Yeniçerilerin kendilerine özgü ayrı kahvehaneleri bulunmaktadır. Burada bir Bektâşî Babası yatılı olarak sürekli kalmaktadır. Baba, oraya gelip giden askerlere dini, tasavvufi, adab ve erkanla ilgili konularda yardımcı olmakta, onların manevi gelişimini takip etmektedir. Kahvehanede yatılacak yerler ile birlikte bir de “Baba Sofrası” vardır. Yeni yapılan bir kahvehanenin içi döşenince kahve sahibinin bağlı bulunduğu Orta’nın (birliğin) işareti ne ise, bu, büyük  bir camlı levha halinde hazırlanır, kahvehane nişan alayı düzenlenerek, bu nişan kapı üzerine konur. Bu levha abanoz üzerine kabartma olarak işlenir, boyanır ve tezhiplenir. Bu alay, Süleymaniye’deki Ağa Kapısı’ndan hareket etmektedir. Atlı çavuşlar alaya yol açarlar, başta bir Bektâşî Babası elinde teber, başında külahla yürür, onun ardından Nişan levhasını başının üzerinde taşıyan, ortanın Baş Karakullukçusu gelir, arkadan o ortanın bütün mensupları yürür. Kahvehaneye varınca gülbank çekilerek levha, kapı üzerindeki yerine konur.[31]

Cönk Defterleri

“Seyir Defteri”, “Nefes Defteri” gibi adlarla da anılan bu defterler genellikle, yukarıdan açılan ince uzun bir bloknot niteliğindedir. Bu defter çoğunlukla, Bektâşî Ocağı’ndan nasib almış Yeniçerinin manevi eğitimi sırasında aldığı notlar, pek çok nefes, gazavatnâme, saltuknâme, battalnâme, ebu müslimnâme, danişmendnâme, velâyetnâme, menkıbe ve Bektâşî tarikatının adab ve erkanından oluşmaktadır. Bu defterlerdeki bilgiler arasında, kimin ne zaman kimden nasib aldığı, nerede hangi hizmette bulunduğu vardır.[32] Bu defteri sürekli yanında bulunduran Yeniçeri, adeta günlük tutar gibi yaşadığı olayları deftere kaydetmektedir, Cönk defterleri, Bektâşî tarikatındaki seyr ü sülukun, yani tasavvufi eğitimin gün be gün gelişimi hakkında bilgi veren yazılı kaynaklardır. Cönklerin içindeki nefes, Velâyetnâme ve menkıbeler ezberlenir. Özellikle sefere çıkıldığında bu defterler, askerin güç, savaşma azmi ve feyz kaynağı durumundadır.

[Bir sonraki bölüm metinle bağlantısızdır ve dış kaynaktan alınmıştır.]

use std::path::Path;

use warden_domain::error::Result;

use crate::manifest;
use crate::types::SkillEntry;

/// Load a `skill.toml` from a skill directory, then enrich with SKILL.md
/// frontmatter and readiness status if available.
pub fn load_skill_entry(skill_dir: &Path) -> Result<SkillEntry> {
    let toml_path = skill_dir.join("skill.toml");
    let content = std::fs::read_to_string(&toml_path)?;
    let mut entry: SkillEntry =
        toml::from_str(&content).map_err(|e| warden_domain::error::Error::Config(e.to_string()))?;

    // Try to parse SKILL.md frontmatter for ClawHub/OpenClaw metadata.
    let md_path = skill_dir.join("SKILL.md");
    if md_path.exists() {
        if let Ok(md_content) = std::fs::read_to_string(&md_path) {
            let (parsed_manifest, _body) = manifest::parse_frontmatter(&md_content);
            if let Some(m) = parsed_manifest {
                // If the manifest has a description and the toml entry doesn't
                // provide one beyond the default, prefer the manifest's.
                if entry.description.is_empty() {
                    if let Some(ref desc) = m.description {
                        entry.description = desc.clone();
                    }
                }
                let readiness = m.check_readiness();
                entry.manifest = Some(m);
                entry.readiness = Some(readiness);
            }
        }
    }

    Ok(entry)
}

/// Load a SkillPack directory that has only a SKILL.md (no skill.toml).
/// Falls back to synthesizing a SkillEntry from the frontmatter alone.
pub fn load_skillpack(skill_dir: &Path) -> Result<Option<SkillEntry>> {
    let md_path = skill_dir.join("SKILL.md");
    if !md_path.exists() {
        return Ok(None);
    }
    let md_content = std::fs::read_to_string(&md_path)?;
    let (parsed_manifest, _body) = manifest::parse_frontmatter(&md_content);
    let m = match parsed_manifest {
        Some(m) => m,
        None => return Ok(None),
    };

    let name = m
        .name
        .clone()
        .unwrap_or_else(|| {
            skill_dir
                .file_name()
                .map(|n| n.to_string_lossy().to_string())
                .unwrap_or_else(|| "unknown".to_string())
        });
    let description = m.description.clone().unwrap_or_default();
    let readiness = m.check_readiness();

    Ok(Some(SkillEntry {
        name,
        description,
        location: skill_dir.display().to_string(),
        risk: crate::types::RiskTier::Io, // default for SKILL.md-only packs
        inputs: None,
        outputs: None,
        permission_scope: None,
        readiness: Some(readiness),
        manifest: Some(m),
    }))
}

/// Load the on-demand SKILL.md documentation for a skill.
pub fn load_skill_doc(skills_root: &Path, skill_name: &str) -> Result<Option<String>> {
    let doc_path = skills_root.join(skill_name).join("SKILL.md");
    if !doc_path.exists() {
        return Ok(None);
    }
    let content = std::fs::read_to_string(&doc_path)?;
    tracing::debug!(skill_name, doc_chars = content.len(), "skill doc loaded");
    Ok(Some(content))
}

/// Scan the skills root directory and load all skill entries.
///
/// Tries `skill.toml` first (legacy format). If absent, falls back to
/// loading a pure SkillPack from `SKILL.md` frontmatter (ClawHub format).
pub fn scan_skills(skills_root: &Path) -> Result<Vec<SkillEntry>> {
    let mut entries = Vec::new();
    if !skills_root.exists() {
        return Ok(entries);
    }
    let read_dir = std::fs::read_dir(skills_root)?;
    for entry in read_dir {
        let entry = entry?;
        let path = entry.path();
        if !path.is_dir() {
            continue;
        }

        // Prefer skill.toml (enriched with SKILL.md if present).
        let toml_path = path.join("skill.toml");
        if toml_path.exists() {
            match load_skill_entry(&path) {
                Ok(skill) => entries.push(skill),
                Err(e) => {
                    tracing::warn!(
                        skill_dir = %path.display(),
                        error = %e,
                        "skipping skill directory with invalid skill.toml"
                    );
                }
            }
            continue;
        }

        // Fallback: pure SkillPack (SKILL.md only, ClawHub format).
        match load_skillpack(&path) {
            Ok(Some(skill)) => {
                tracing::debug!(
                    skill_name = %skill.name,
                    "loaded ClawHub SkillPack from SKILL.md"
                );
                entries.push(skill);
            }
            Ok(None) => {} // No SKILL.md either â€” not a skill dir.
            Err(e) => {
                tracing::warn!(
                    skill_dir = %path.display(),
                    error = %e,
                    "skipping SkillPack directory"
                );
            }
        }
    }
    entries.sort_by(|a, b| a.name.cmp(&b.name));
    Ok(entries)
}
//! Append-only log: bounded in-memory ring plus a JSONL file on disk.
//!
//! Grounded on the teacher's `gateway/runtime/runs.rs` `RunStore`/
//! `RunStoreInner`: a `VecDeque` ring bounded to `max_in_memory`, a
//! `base_seq`-offset index for O(1) lookup by id, and an append-only JSONL
//! file that gets pruned (rewritten) when the ring first exceeds its bound.
//! Used for `JobActivity`, `UsageLog`, `ScheduledJobRun`, and the tools
//! layer's `runs` shell-audit table — every table in §3 that is append-only
//! and queried by `id > since_id` or by simple filters.

use std::collections::VecDeque;
use std::io::Write;
use std::path::{Path, PathBuf};
use std::sync::atomic::{AtomicI64, Ordering};

use parking_lot::RwLock;
use serde::{de::DeserializeOwned, Serialize};

use warden_domain::error::{Error, Result};

/// Implemented by every row type an `AppendLog` stores.
pub trait HasId {
    fn id(&self) -> i64;
    fn set_id(&mut self, id: i64);
}

pub struct AppendLog<T> {
    inner: RwLock<VecDeque<T>>,
    next_id: AtomicI64,
    log_path: PathBuf,
    max_in_memory: usize,
}

impl<T> AppendLog<T>
where
    T: Clone + Serialize + DeserializeOwned + HasId,
{
    pub fn load(dir: &Path, file_name: &str, max_in_memory: usize) -> Result<Self> {
        std::fs::create_dir_all(dir).map_err(Error::Io)?;
        let log_path = dir.join(file_name);

        let (rows, total_on_disk) = Self::load_recent(&log_path, max_in_memory);
        let next_id = rows.back().map(|r: &T| r.id() + 1).unwrap_or(1);

        if total_on_disk > rows.len() {
            Self::rewrite(&log_path, &rows);
        }

        Ok(Self {
            inner: RwLock::new(rows),
            next_id: AtomicI64::new(next_id),
            log_path,
            max_in_memory,
        })
    }

    fn load_recent(path: &Path, max_in_memory: usize) -> (VecDeque<T>, usize) {
        let mut rows = VecDeque::new();
        let mut total = 0;
        if let Ok(content) = std::fs::read_to_string(path) {
            let lines: Vec<&str> = content.lines().collect();
            total = lines.len();
            for line in lines.iter().rev().take(max_in_memory) {
                if let Ok(row) = serde_json::from_str::<T>(line) {
                    rows.push_front(row);
                }
            }
        }
        (rows, total)
    }

    fn rewrite(path: &Path, rows: &VecDeque<T>) {
        let tmp = path.with_extension("jsonl.tmp");
        let mut ok = false;
        if let Ok(mut f) = std::fs::File::create(&tmp) {
            ok = true;
            for row in rows {
                match serde_json::to_string(row) {
                    Ok(json) if writeln!(f, "{json}").is_ok() => {}
                    _ => {
                        ok = false;
                        break;
                    }
                }
            }
        }
        if ok {
            let _ = std::fs::rename(&tmp, path);
        } else {
            let _ = std::fs::remove_file(&tmp);
        }
    }

    /// Assign the next id, append to the in-memory ring, persist, and
    /// evict the oldest row if the ring is now over bound.
    pub fn append(&self, mut row: T) -> Result<i64> {
        let id = self.next_id.fetch_add(1, Ordering::SeqCst);
        row.set_id(id);

        self.persist(&row)?;

        let mut inner = self.inner.write();
        inner.push_back(row);
        if inner.len() > self.max_in_memory {
            inner.pop_front();
        }
        Ok(id)
    }

    fn persist(&self, row: &T) -> Result<()> {
        let json = serde_json::to_string(row)?;
        let mut file = std::fs::OpenOptions::new()
            .create(true)
            .append(true)
            .open(&self.log_path)
            .map_err(Error::Io)?;
        writeln!(file, "{json}").map_err(Error::Io)?;
        Ok(())
    }

    /// Rows with `id > since_id`, in insertion order.
    pub fn since(&self, since_id: i64) -> Vec<T> {
        self.inner
            .read()
            .iter()
            .filter(|r| r.id() > since_id)
            .cloned()
            .collect()
    }

    pub fn all(&self) -> Vec<T> {
        self.inner.read().iter().cloned().collect()
    }

    pub fn filter<F>(&self, mut pred: F) -> Vec<T>
    where
        F: FnMut(&T) -> bool,
    {
        self.inner
            .read()
            .iter()
            .filter(|r| pred(r))
            .cloned()
            .collect()
    }
}

#[cfg(test)]
mod tests {
    use super::*;
    use serde::Deserialize;

    #[derive(Debug, Clone, Serialize, Deserialize)]
    struct Row {
        id: i64,
        value: String,
    }

    impl HasId for Row {
        fn id(&self) -> i64 {
            self.id
        }
        fn set_id(&mut self, id: i64) {
            self.id = id;
        }
    }

    #[test]
    fn ids_assigned_in_order() {
        let dir = tempfile::tempdir().unwrap();
        let log: AppendLog<Row> = AppendLog::load(dir.path(), "rows.jsonl", 100).unwrap();
        let a = log
            .append(Row {
                id: 0,
                value: "a".into(),
            })
            .unwrap();
        let b = log
            .append(Row {
                id: 0,
                value: "b".into(),
            })
            .unwrap();
        assert_eq!(a, 1);
        assert_eq!(b, 2);
    }

    #[test]
    fn since_filters_by_id() {
        let dir = tempfile::tempdir().unwrap();
        let log: AppendLog<Row> = AppendLog::load(dir.path(), "rows.jsonl", 100).unwrap();
        for v in ["a", "b", "c"] {
            log.append(Row {
                id: 0,
                value: v.into(),
            })
            .unwrap();
        }
        let tail = log.since(1);
        assert_eq!(tail.len(), 2);
        assert_eq!(tail[0].value, "b");
    }

    #[test]
    fn bounded_ring_evicts_oldest() {
        let dir = tempfile::tempdir().unwrap();
        let log: AppendLog<Row> = AppendLog::load(dir.path(), "rows.jsonl", 3).unwrap();
        for i in 0..5 {
            log.append(Row {
                id: 0,
                value: format!("v{i}"),
            })
            .unwrap();
        }
        assert_eq!(log.all().len(), 3);
        assert_eq!(log.all()[0].value, "v2");
    }

    #[test]
    fn persists_and_reloads() {
        let dir = tempfile::tempdir().unwrap();
        {
            let log: AppendLog<Row> = AppendLog::load(dir.path(), "rows.jsonl", 100).unwrap();
            log.append(Row {
                id: 0,
                value: "a".into(),
            })
            .unwrap();
        }
        let log2: AppendLog<Row> = AppendLog::load(dir.path(), "rows.jsonl", 100).unwrap();
        assert_eq!(log2.all().len(), 1);
        assert_eq!(log2.all()[0].value, "a");
    }
}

Yeniçerinin manevi eğitiminde adeta bir yol haritası ve eğitim programı fonksiyonu gören cönk defterlerinin içinde yer alan bilgilerin tahlili, konumuz açısından önem taşımaktadır.

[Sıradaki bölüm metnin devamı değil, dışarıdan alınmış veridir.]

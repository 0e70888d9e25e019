pub mod config;
pub mod doctor;
pub mod run;

use clap::{Parser, Subcommand};

/// warden — a single-user, locally hosted AI agent runtime.
#[derive(Debug, Parser)]
#[command(name = "warden", version, about)]
pub struct Cli {
    #[command(subcommand)]
    pub command: Option<Command>,
}

#[derive(Debug, Subcommand)]
pub enum Command {
    /// Start the worker and scheduler loops (default when no subcommand is given).
    Serve,
    /// Run diagnostic checks against the current configuration.
    Doctor,
    /// Configuration utilities.
    #[command(subcommand)]
    Config(ConfigCommand),
    /// Send a single message to the agent and print the response.
    Run {
        /// The message to send.
        message: String,
        /// Conversation id to continue (creates a new conversation if omitted).
        #[arg(long)]
        conversation: Option<String>,
        /// Output the full job result as JSON instead of plain text.
        #[arg(long)]
        json: bool,
    },
    /// Print version information.
    Version,
}

#[derive(Debug, Subcommand)]
pub enum ConfigCommand {
    /// Parse the config file and report any errors.
    Validate,
    /// Dump the resolved configuration (with defaults) as TOML.
    Show,
}

// ── Config loading helper ─────────────────────────────────────────────

/// Load configuration from the path named by `WARDEN_CONFIG` (or
/// `config.toml` by default), then apply a small set of environment
/// overrides read at startup (paths, tuning knobs) on top of it.
///
/// Shared by `serve`, `doctor`, `run`, and `config` so the logic lives in
/// one place.
pub fn load_config() -> anyhow::Result<(warden_domain::config::Config, String)> {
    let config_path = std::env::var("WARDEN_CONFIG").unwrap_or_else(|_| "config.toml".into());

    let mut config = if std::path::Path::new(&config_path).exists() {
        let raw = std::fs::read_to_string(&config_path)
            .map_err(|e| anyhow::anyhow!("reading {config_path}: {e}"))?;
        toml::from_str(&raw).map_err(|e| anyhow::anyhow!("parsing {config_path}: {e}"))?
    } else {
        warden_domain::config::Config::default()
    };

    apply_env_overrides(&mut config);
    Ok((config, config_path))
}

/// Environment variable overrides for the settings an operator is most
/// likely to want to flip without editing `config.toml`: storage
/// locations and the main loop's tuning knobs.
fn apply_env_overrides(config: &mut warden_domain::config::Config) {
    if let Ok(v) = std::env::var("WARDEN_WORKSPACE_PATH") {
        config.workspace.path = v.into();
    }
    if let Ok(v) = std::env::var("WARDEN_STORE_PATH") {
        config.store.path = v.into();
    }
    if let Ok(v) = std::env::var("WARDEN_SKILLS_PATH") {
        config.skills.path = v.into();
    }
    if let Ok(v) = std::env::var("WARDEN_MAX_STEPS").and_then(|s| s.parse().map_err(|_| std::env::VarError::NotPresent))
    {
        config.job.max_steps = v;
    }
    if let Ok(v) = std::env::var("WARDEN_MAX_JOB_RUNTIME_SECS")
        .and_then(|s| s.parse().map_err(|_| std::env::VarError::NotPresent))
    {
        config.job.max_job_runtime_secs = v;
    }
    if let Ok(v) = std::env::var("WARDEN_REFLECTION_INTERVAL")
        .and_then(|s| s.parse().map_err(|_| std::env::VarError::NotPresent))
    {
        config.job.reflection_interval = v;
    }
    if let Ok(v) = std::env::var("WARDEN_CONTEXT_COMPRESS_THRESHOLD_PERCENT")
        .and_then(|s| s.parse().map_err(|_| std::env::VarError::NotPresent))
    {
        config.context.compress_threshold_percent = v;
    }
    if let Ok(v) = std::env::var("WARDEN_DEFAULT_TIMEZONE") {
        config.scheduler.default_timezone = v;
    }
}
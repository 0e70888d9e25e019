use warden_domain::config::{Config, ConfigSeverity};

/// Parse and validate the config, printing any issues. Returns `true` when
/// no errors (warnings are fine) were found.
pub fn validate(config: &Config, config_path: &str) -> bool {
    let issues = config.validate();

    if issues.is_empty() {
        println!("Config OK ({config_path})");
        return true;
    }

    let error_count = issues.iter().filter(|e| e.severity == ConfigSeverity::Error).count();
    let warning_count = issues.len() - error_count;

    for issue in &issues {
        println!("{issue}");
    }

    println!("\n{error_count} error(s), {warning_count} warning(s) in {config_path}");
    error_count == 0
}

/// Dump the resolved config (with defaults filled in) as TOML.
pub fn show(config: &Config) {
    match toml::to_string_pretty(config) {
        Ok(output) => print!("{output}"),
        Err(e) => eprintln!("failed to serialize config: {e}"),
    }
}
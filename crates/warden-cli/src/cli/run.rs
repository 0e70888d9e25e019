//! `warden run` — one-shot execution command.
//!
//! Sends a single message to the agent, runs the job to completion on a
//! throwaway worker loop, and prints the result. Useful for scripting and
//! quick checks without standing up a long-running process.

use std::sync::Arc;

use warden_domain::config::Config;
use warden_domain::model::JobStatus;
use warden_engine::warden::Warden;

pub async fn run(config: Config, message: String, conversation: Option<String>, json_output: bool) -> anyhow::Result<()> {
    let warden = Arc::new(Warden::new(config)?);
    let job = warden.create_job(conversation, message, true, Some(String::new())).await?;

    // Drive exactly this one job; no background worker loop is needed for
    // a one-shot invocation.
    warden.run_job(job.id.clone()).await;

    let status = warden
        .poll_job(&job.id, 0)
        .ok_or_else(|| anyhow::anyhow!("job {} vanished after running", job.id))?;

    if json_output {
        let payload = serde_json::to_string_pretty(&status)?;
        println!("{payload}");
    } else {
        match status.status {
            JobStatus::Completed => println!("{}", status.result.unwrap_or_default()),
            JobStatus::WaitingForInput => {
                println!("waiting for input: {}", status.question.unwrap_or_default());
            }
            JobStatus::Failed => {
                eprintln!("error: {}", status.error.unwrap_or_default());
                std::process::exit(1);
            }
            JobStatus::Cancelled => {
                eprintln!("job cancelled");
                std::process::exit(1);
            }
            JobStatus::Pending | JobStatus::Running => {
                eprintln!("job did not reach a terminal state");
                std::process::exit(1);
            }
        }
    }

    Ok(())
}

Bu defterlerde bulunan en önemli bilgiler; Bektâşî Babalarının yaşadığı olayları anlatan Velâyetnâme ve menkıbeler, Gazidervişlerin başından geçenleri anlatan saltuknâme, gazavatnâme ve battalnâmelerdir. Yeniçerinin manevi hayatı ile birlikte hedef ve ilkelerini tesbit etme konusunda ona en çok yol gösteren bilgiler, şüphesiz bunlardır. Çünkü bu bilgileri ihtiva eden cönk defterlerini sürekli yanında taşımaktadır. Özellikle savaş esnasında, cönk defteri, yeniçerinin sırdaşı ve arkadaşı gibidir.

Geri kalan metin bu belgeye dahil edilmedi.